Instructions to follow: Which lines of the records contain the word "both"? Show each of them.

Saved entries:
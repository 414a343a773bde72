use crate::api::{DistanceFunction, KMeansState};
use crate::memory::*;
use rand::prelude::*;

#[inline(always)]
pub(crate) fn calculate<T, D>(samples: &Samples<T>, distance: &D, state: &mut KMeansState<T>, rnd: &mut dyn RngCore)
where
    T: Primitive,
    D: DistanceFunction<T>,
{
    {
        // Randomly select first centroid
        let first_idx = rnd.gen_range(0..samples.sample_cnt);
        state.push_centroid(samples.sample(first_idx));
    }
    while state.centroid_cnt() < state.k {
        // For each following centroid...
        // Calculate distances & update cluster-assignments
        state.update_cluster_assignments(samples, distance);

        // Each sample's probability of becoming the next centroid is proportional to
        // the (plain) distance to its nearest centroid
        let distsum: T = state.centroid_distances.iter().cloned().sum();
        let draw = rnd.gen_range(T::zero()..T::one());

        // Walk the cumulative distribution until it exceeds the draw. Rounding can keep the mass
        // below the draw, and all-zero distances make it NaN: both fall through to the last sample.
        let mut cumulative = T::zero();
        let sampled_idx = state.centroid_distances.iter().cloned()
            .position(|dist| {
                cumulative += dist / distsum;
                cumulative > draw
            })
            .unwrap_or(samples.sample_cnt - 1);
        state.push_centroid(samples.sample(sampled_idx));
    }
}
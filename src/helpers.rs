#[cfg(test)]
macro_rules! assert_approx_eq {
	($left: expr, $right: expr, $tol: expr) => ({
		match ($left, $right, $tol) {
			(left_val , right_val, tol_val) => {
				let delta = (left_val - right_val).abs();
				if !(delta < tol_val) {
					panic!(
						"assertion failed: `(left ≈ right)` \
						(left: `{}`, right: `{}`) \
						with ∆={:1.1e} (allowed ∆={:e})",
						left_val , right_val, delta, tol_val
					)
				}
			}
		}
	});
	($left: expr, $right: expr) => (assert_approx_eq!(($left), ($right), 1e-15))
}

#[cfg(test)]
pub(crate) mod testing {
	use crate::Primitive;
	use std::cmp::Ordering;

	/// Two well separated blobs of 2D points, the classic click-around dataset.
	pub fn two_blobs() -> Vec<Vec<f64>> {
		vec![vec![0.0, 0.0], vec![0.0, 1.0], vec![10.0, 10.0], vec![10.0, 11.0]]
	}

	/// Uniformly distributed points in `[0,100)^dims`.
	pub fn uniform_points(rnd: &mut impl rand::Rng, cnt: usize, dims: usize) -> Vec<Vec<f64>> {
		(0..cnt).map(|_| (0..dims).map(|_| rnd.gen_range(0.0..100.0)).collect()).collect()
	}

	pub fn sorted_points<T: Primitive>(mut points: Vec<Vec<T>>) -> Vec<Vec<T>> {
		points.sort_by(|a, b| {
			a.iter().zip(b.iter())
				.map(|(av, bv)| av.partial_cmp(bv).unwrap_or(Ordering::Equal))
				.find(|o| *o != Ordering::Equal)
				.unwrap_or(Ordering::Equal)
		});
		points
	}

	/// Asserts that the clusters together contain every dataset point exactly once.
	pub fn assert_partition_of<T: Primitive>(clusters: &[Vec<Vec<T>>], dataset: &[Vec<T>]) {
		let members: Vec<Vec<T>> = clusters.iter().flatten().cloned().collect();
		assert_eq!(members.len(), dataset.len(), "clusters hold {} points, dataset has {}", members.len(), dataset.len());
		assert_eq!(sorted_points(members), sorted_points(dataset.to_vec()));
	}

	/// Asserts that **point** is (by value) one of the points in **dataset**.
	pub fn assert_is_dataset_point<T: Primitive>(point: &[T], dataset: &[Vec<T>]) {
		if !dataset.iter().any(|p| p.as_slice() == point) {
			panic!("{:?} is not a point of the dataset {:?}", point, dataset);
		}
	}
}
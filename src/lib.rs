//! # kmeans-stepper - API documentation
//!
//! An interactive k-means clustering engine: given a set of points, a cluster count k, and a
//! centroid initialization method, it computes and incrementally refines a partition of the points
//! into k clusters, one step at a time or until convergence.
//!
//! ## Design target
//! The engine is meant to sit behind something that shows intermediate results (a chart, a REPL, ...):
//! every step can be observed, runs can be restarted, and centroids can be picked by hand.
//! It is single-threaded and synchronous; a caller driving it from multiple threads has to serialize access.
//!
//! ## Supported centroid initializations
//! The outcome of each K-Means run depends on the initialization of its clusters. See [`InitMethod`]:
//! - random samples (with replacement)
//! - farthest-first traversal
//! - K-Means++
//! - manual, with centroids supplied one by one by the caller
//!
//! ## Supported primitive types
//! - [`f32`]
//! - [`f64`]
//!
//! ## Example
//! ```rust
//! use kmeans_stepper::*;
//!
//! fn main() {
//!     // Generate some random data
//!     let samples: Vec<[f64; 2]> = (0..200).map(|_| [rand::random::<f64>() * 100.0, rand::random::<f64>() * 100.0]).collect();
//!
//!     // Step through kmeans, using kmean++ as initialization-method
//!     let mut kmean = KMeans::new(4, InitMethod::KMeansPlusPlus).unwrap();
//!     kmean.set_data(&samples).unwrap();
//!     while kmean.run_step() {
//!         println!("Iteration {} - Error: {:.2}", kmean.iterations(), kmean.distsum());
//!     }
//!
//!     println!("Centroids: {:?}", kmean.centroids());
//!     println!("Cluster-Assignments: {:?}", kmean.assignments());
//! }
//! ```
//!
//! ## Example (manual centroids)
//! ```rust
//! use kmeans_stepper::*;
//!
//! fn main() {
//!     let mut kmean = KMeans::new(2, InitMethod::Manual).unwrap();
//!     kmean.set_data(&[[0.0f64, 0.0], [0.0, 1.0], [10.0, 10.0], [10.0, 11.0]]).unwrap();
//!
//!     // e.g. one pick per click, until the engine stops accepting them
//!     for pick in [[1.0, 1.0], [9.0, 9.0]] {
//!         if kmean.accepts_manual_centroids() {
//!             kmean.add_manual_centroid(&pick).unwrap();
//!         }
//!     }
//!
//!     let iterations = kmean.run_to_convergence(DEFAULT_MAX_ITER);
//!     assert!(kmean.is_converged());
//!     println!("Converged in {} iterations: {:?}", iterations, kmean.centroids());
//! }
//! ```
//!
//! ## Short API-Overview / Description
//! Entry-point of the library is the [`KMeans`] struct. It is generic over the underlying primitive
//! type and the [`DistanceFunction`]. A run is started with [`KMeans::set_data`] (or [`KMeans::set_samples`]
//! for row-major input), which immediately initializes the centroids unless manual initialization was chosen.
//! The state of a run can be inspected through copy-out accessors ([`KMeans::centroids`], [`KMeans::clusters`],
//! [`KMeans::snapshot`], ...), or observed through the callbacks of [`KMeansConfig`], which also carries the
//! random number generator (seed it for reproducible runs) and the [`ConvergenceCriterion`].
//!
//! Empty clusters are not an error: their centroid is reseeded onto a random sample. Neither is hitting the
//! iteration cap of [`KMeans::run_to_convergence`]; check [`KMeans::is_converged`] to tell both outcomes apart.

#[macro_use] mod helpers;
mod memory;
mod error;
mod api;
mod variants;
mod inits;
mod distances;
mod convergence;

pub use api::{DistanceFunction, KMeans, KMeansConfig, KMeansConfigBuilder, KMeansState, Phase, DEFAULT_MAX_ITER};
pub use convergence::ConvergenceCriterion;
pub use distances::{euclidean_distance, EuclideanDistance};
pub use error::KMeansError;
pub use inits::InitMethod;
pub use memory::Primitive;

Response:
        // below the draw, and all-zero distances make it NaN: both fall through to the last sample.
//! iteration cap of [`KMeans::run_to_convergence`]; check [`KMeans::is_converged`] to tell both outcomes apart.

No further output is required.